INSTRUCTIONS FOR THE TASK -> State how many lines in the listing below include the string "doesn". The answer is the number alone.

◇ ◇ ◇ ◇ ◇ ◇ ◇

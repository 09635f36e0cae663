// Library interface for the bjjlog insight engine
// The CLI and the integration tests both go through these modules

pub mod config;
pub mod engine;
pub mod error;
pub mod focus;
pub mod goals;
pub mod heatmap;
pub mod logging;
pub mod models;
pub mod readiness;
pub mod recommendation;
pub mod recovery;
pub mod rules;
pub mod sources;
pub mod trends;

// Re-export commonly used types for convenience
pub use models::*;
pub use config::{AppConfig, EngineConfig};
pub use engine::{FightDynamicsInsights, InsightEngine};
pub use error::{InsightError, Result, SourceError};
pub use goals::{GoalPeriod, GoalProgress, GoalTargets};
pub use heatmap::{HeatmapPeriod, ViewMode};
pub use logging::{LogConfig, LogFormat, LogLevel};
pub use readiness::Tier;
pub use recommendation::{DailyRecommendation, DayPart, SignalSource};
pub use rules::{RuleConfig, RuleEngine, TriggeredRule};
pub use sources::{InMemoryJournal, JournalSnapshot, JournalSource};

◇ ◇ ◇ ◇ ◇ ◇ ◇

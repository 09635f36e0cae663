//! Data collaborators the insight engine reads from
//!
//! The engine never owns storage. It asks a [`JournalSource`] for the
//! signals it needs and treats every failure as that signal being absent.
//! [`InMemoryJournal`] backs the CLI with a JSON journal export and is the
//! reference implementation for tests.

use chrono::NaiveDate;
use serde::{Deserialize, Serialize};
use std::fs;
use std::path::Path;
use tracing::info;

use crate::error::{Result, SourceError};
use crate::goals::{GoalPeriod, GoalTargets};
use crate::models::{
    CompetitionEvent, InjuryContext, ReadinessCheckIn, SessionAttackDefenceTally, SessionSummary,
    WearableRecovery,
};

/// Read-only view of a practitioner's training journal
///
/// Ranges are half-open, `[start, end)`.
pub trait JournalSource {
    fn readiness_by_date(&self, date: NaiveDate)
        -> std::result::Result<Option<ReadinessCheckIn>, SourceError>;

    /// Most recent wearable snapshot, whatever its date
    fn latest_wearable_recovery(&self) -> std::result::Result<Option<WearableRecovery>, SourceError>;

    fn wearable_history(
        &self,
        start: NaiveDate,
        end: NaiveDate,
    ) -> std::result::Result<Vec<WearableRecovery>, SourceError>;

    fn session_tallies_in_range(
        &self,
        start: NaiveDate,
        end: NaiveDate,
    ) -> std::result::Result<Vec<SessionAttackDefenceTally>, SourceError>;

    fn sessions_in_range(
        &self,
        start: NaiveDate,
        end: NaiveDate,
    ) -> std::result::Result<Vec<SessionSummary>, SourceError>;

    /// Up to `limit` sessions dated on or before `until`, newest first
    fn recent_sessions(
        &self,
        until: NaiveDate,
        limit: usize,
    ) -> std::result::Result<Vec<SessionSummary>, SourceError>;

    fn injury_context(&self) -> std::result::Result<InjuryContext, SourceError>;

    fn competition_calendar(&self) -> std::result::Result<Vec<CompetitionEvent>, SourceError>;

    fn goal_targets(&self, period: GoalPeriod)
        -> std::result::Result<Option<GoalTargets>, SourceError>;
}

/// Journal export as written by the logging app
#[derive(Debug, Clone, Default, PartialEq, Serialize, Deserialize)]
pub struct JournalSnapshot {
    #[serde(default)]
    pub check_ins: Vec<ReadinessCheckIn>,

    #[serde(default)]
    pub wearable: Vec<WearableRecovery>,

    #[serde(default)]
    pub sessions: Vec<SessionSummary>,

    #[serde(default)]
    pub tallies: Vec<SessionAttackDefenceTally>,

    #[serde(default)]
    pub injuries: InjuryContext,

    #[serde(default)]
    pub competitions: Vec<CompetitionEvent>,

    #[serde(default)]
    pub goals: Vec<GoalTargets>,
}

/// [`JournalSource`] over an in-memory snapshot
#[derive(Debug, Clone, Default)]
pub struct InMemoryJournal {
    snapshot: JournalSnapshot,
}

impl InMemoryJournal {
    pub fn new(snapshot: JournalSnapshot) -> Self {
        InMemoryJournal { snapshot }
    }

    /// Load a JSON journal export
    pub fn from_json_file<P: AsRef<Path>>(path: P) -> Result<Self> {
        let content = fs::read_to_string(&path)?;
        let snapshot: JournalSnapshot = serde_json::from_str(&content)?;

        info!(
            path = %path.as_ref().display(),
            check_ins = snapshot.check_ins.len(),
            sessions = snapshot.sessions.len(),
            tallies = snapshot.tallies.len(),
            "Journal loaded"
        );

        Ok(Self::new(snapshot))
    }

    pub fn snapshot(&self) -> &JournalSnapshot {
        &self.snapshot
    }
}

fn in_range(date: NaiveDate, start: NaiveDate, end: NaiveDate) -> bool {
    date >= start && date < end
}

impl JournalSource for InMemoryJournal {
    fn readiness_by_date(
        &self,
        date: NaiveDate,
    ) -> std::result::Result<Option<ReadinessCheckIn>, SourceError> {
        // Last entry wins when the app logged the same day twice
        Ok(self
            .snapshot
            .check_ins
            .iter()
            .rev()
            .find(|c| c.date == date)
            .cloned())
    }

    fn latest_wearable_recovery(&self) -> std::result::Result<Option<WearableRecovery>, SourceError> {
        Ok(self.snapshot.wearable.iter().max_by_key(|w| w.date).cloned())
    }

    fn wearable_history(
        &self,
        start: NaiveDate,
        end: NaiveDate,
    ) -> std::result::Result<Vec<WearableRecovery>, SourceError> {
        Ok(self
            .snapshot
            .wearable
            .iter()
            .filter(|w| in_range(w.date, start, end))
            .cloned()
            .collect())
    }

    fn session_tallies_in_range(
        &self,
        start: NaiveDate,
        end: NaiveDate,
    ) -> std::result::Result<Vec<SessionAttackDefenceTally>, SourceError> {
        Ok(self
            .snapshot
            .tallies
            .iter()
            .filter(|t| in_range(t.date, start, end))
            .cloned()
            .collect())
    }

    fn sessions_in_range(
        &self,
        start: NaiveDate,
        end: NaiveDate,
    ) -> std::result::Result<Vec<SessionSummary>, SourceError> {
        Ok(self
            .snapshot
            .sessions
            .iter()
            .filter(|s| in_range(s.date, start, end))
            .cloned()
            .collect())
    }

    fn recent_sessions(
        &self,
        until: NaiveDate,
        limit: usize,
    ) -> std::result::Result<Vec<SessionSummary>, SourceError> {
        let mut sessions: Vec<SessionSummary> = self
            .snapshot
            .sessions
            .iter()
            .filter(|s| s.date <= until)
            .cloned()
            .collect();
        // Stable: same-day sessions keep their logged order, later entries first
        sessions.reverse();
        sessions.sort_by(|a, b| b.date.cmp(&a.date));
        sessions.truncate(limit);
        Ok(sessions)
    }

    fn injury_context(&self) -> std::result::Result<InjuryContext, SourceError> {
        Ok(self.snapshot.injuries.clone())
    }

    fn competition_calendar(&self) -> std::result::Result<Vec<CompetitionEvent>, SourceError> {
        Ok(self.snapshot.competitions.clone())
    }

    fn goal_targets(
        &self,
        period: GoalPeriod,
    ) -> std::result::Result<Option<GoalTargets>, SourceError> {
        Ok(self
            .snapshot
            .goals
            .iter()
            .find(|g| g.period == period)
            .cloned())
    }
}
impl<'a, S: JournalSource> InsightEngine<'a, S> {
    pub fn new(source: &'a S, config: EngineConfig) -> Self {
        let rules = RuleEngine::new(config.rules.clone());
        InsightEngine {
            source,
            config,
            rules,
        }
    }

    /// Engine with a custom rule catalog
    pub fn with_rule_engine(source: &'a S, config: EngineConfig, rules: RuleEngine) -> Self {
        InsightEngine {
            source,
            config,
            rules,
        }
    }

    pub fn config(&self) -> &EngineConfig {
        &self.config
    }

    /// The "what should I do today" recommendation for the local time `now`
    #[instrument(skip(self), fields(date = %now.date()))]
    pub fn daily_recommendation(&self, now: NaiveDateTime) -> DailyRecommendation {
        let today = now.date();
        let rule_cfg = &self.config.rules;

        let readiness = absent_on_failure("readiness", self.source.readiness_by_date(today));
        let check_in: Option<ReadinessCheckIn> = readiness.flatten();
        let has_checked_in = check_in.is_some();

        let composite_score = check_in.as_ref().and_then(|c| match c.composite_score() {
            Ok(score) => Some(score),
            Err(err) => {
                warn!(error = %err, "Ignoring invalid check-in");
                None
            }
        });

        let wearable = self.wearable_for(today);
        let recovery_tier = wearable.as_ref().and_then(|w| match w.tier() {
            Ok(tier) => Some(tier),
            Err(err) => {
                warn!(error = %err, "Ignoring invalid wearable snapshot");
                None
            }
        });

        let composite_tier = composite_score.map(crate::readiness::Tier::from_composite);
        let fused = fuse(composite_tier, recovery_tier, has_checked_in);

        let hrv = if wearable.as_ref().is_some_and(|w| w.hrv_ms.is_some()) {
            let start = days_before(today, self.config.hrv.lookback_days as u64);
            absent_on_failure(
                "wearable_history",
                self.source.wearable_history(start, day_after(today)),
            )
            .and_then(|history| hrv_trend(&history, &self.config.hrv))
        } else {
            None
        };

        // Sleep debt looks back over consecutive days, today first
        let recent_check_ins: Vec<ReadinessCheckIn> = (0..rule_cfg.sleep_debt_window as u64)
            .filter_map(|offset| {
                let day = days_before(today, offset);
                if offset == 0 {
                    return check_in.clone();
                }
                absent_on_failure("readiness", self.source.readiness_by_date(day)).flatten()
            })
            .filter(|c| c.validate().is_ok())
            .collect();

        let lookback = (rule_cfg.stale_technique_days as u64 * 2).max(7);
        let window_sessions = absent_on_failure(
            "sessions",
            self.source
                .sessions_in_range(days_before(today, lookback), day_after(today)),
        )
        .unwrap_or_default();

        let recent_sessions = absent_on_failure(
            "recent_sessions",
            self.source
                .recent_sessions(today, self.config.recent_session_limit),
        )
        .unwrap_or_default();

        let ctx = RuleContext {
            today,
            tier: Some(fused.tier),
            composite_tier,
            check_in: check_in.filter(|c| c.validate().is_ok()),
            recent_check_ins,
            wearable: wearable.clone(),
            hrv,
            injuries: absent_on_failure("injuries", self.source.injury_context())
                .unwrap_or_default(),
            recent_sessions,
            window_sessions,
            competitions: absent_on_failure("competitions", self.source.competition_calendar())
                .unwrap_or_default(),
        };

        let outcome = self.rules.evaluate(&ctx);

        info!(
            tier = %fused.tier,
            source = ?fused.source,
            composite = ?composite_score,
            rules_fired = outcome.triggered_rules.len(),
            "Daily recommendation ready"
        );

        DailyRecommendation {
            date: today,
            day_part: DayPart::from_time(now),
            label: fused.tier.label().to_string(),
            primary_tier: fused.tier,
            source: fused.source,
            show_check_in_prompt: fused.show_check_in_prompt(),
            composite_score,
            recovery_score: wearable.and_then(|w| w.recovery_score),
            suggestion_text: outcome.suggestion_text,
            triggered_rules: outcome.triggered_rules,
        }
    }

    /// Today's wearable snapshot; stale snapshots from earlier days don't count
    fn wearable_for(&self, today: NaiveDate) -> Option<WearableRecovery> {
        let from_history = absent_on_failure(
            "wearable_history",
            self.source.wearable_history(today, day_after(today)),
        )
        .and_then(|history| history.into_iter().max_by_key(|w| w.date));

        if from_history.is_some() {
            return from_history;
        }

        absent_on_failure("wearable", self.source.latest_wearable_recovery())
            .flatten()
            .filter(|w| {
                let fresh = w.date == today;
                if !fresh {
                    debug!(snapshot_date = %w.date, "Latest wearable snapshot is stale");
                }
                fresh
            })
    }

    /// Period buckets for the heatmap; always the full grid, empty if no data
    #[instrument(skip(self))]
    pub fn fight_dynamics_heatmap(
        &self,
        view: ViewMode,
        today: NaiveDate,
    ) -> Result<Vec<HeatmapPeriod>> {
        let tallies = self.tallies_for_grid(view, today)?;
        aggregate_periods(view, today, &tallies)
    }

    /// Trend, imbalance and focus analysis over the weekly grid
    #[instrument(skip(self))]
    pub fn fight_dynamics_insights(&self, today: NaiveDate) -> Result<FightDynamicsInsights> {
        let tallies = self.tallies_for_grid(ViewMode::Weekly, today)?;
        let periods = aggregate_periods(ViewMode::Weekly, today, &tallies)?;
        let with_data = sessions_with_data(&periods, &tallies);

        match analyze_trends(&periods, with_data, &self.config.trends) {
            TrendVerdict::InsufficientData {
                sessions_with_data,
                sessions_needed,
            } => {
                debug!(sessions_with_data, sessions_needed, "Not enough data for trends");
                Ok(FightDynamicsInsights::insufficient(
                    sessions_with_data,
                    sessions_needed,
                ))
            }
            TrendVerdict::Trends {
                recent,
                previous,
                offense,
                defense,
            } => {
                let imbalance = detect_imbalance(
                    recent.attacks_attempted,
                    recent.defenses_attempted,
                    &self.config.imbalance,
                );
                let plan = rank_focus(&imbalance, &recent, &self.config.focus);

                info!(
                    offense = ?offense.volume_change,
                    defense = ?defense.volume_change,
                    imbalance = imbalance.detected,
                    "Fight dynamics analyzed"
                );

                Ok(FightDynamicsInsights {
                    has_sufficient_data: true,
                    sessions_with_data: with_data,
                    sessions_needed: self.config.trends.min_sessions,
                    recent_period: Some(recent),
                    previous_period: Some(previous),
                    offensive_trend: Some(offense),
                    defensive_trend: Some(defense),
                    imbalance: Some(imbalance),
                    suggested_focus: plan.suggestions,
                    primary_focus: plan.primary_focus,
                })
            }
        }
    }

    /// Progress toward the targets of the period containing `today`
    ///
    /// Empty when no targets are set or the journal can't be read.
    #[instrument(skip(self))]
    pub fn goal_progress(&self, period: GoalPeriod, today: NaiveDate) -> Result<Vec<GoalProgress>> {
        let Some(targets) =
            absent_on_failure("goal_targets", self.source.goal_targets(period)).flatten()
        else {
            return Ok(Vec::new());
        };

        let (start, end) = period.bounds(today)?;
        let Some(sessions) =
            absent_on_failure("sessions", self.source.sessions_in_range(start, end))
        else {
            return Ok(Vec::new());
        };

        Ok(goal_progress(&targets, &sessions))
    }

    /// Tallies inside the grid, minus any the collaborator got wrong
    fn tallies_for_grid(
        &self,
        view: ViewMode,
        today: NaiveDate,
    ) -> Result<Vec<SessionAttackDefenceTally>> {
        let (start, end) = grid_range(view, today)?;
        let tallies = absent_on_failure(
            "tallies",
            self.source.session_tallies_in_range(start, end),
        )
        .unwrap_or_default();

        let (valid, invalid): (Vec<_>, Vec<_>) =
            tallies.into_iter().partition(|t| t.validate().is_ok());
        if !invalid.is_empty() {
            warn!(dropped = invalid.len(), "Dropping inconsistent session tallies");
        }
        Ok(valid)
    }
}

◇ ◇ ◇ ◇ ◇ ◇ ◇

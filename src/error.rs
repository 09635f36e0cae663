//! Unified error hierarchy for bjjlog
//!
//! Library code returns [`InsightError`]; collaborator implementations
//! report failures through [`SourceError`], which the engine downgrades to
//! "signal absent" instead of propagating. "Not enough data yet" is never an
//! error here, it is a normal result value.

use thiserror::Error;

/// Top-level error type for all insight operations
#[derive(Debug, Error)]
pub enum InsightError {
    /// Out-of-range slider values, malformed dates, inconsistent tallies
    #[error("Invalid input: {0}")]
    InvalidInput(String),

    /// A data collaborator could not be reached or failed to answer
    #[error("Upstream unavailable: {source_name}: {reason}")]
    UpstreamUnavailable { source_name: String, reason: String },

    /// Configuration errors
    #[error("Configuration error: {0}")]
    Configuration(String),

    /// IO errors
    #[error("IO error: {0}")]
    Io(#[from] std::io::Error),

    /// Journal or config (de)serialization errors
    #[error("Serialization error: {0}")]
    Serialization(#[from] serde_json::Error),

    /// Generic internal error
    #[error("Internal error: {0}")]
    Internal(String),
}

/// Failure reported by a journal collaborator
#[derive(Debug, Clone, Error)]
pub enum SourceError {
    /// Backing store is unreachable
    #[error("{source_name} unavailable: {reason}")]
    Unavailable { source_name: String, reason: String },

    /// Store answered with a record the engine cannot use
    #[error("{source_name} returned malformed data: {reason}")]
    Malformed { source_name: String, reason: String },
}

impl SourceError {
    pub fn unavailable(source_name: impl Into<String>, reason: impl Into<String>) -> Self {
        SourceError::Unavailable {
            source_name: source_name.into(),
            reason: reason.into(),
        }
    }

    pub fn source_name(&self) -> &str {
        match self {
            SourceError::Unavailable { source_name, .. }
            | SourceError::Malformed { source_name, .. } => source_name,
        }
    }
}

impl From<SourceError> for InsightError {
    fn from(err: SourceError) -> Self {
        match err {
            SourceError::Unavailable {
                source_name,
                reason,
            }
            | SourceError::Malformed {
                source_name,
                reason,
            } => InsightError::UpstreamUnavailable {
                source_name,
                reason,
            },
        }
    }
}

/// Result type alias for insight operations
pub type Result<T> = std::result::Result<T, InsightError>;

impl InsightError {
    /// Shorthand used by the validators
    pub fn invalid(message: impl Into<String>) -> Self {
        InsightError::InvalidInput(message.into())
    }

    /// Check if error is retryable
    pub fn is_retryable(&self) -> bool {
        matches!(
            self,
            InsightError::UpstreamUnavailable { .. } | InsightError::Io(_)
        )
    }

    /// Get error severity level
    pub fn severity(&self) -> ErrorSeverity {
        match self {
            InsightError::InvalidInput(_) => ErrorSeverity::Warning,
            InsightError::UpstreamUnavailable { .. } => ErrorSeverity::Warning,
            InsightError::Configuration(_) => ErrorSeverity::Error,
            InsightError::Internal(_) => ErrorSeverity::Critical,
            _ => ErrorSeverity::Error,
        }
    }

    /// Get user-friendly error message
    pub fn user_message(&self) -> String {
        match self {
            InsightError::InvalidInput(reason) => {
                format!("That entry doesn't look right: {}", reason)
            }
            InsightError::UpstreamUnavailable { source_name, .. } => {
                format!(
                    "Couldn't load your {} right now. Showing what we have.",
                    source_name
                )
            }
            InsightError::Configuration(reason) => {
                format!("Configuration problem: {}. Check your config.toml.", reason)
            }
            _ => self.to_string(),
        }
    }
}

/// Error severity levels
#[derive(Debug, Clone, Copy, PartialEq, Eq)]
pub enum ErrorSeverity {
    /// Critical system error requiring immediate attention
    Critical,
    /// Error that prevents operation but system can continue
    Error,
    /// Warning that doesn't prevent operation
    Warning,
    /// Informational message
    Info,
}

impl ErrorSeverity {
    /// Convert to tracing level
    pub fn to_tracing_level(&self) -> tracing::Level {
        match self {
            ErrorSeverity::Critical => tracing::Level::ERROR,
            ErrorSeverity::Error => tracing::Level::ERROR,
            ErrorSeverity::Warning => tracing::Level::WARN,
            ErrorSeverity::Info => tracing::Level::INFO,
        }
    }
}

◇ ◇ ◇ ◇ ◇ ◇ ◇

WRITTEN RESPONSE -> 2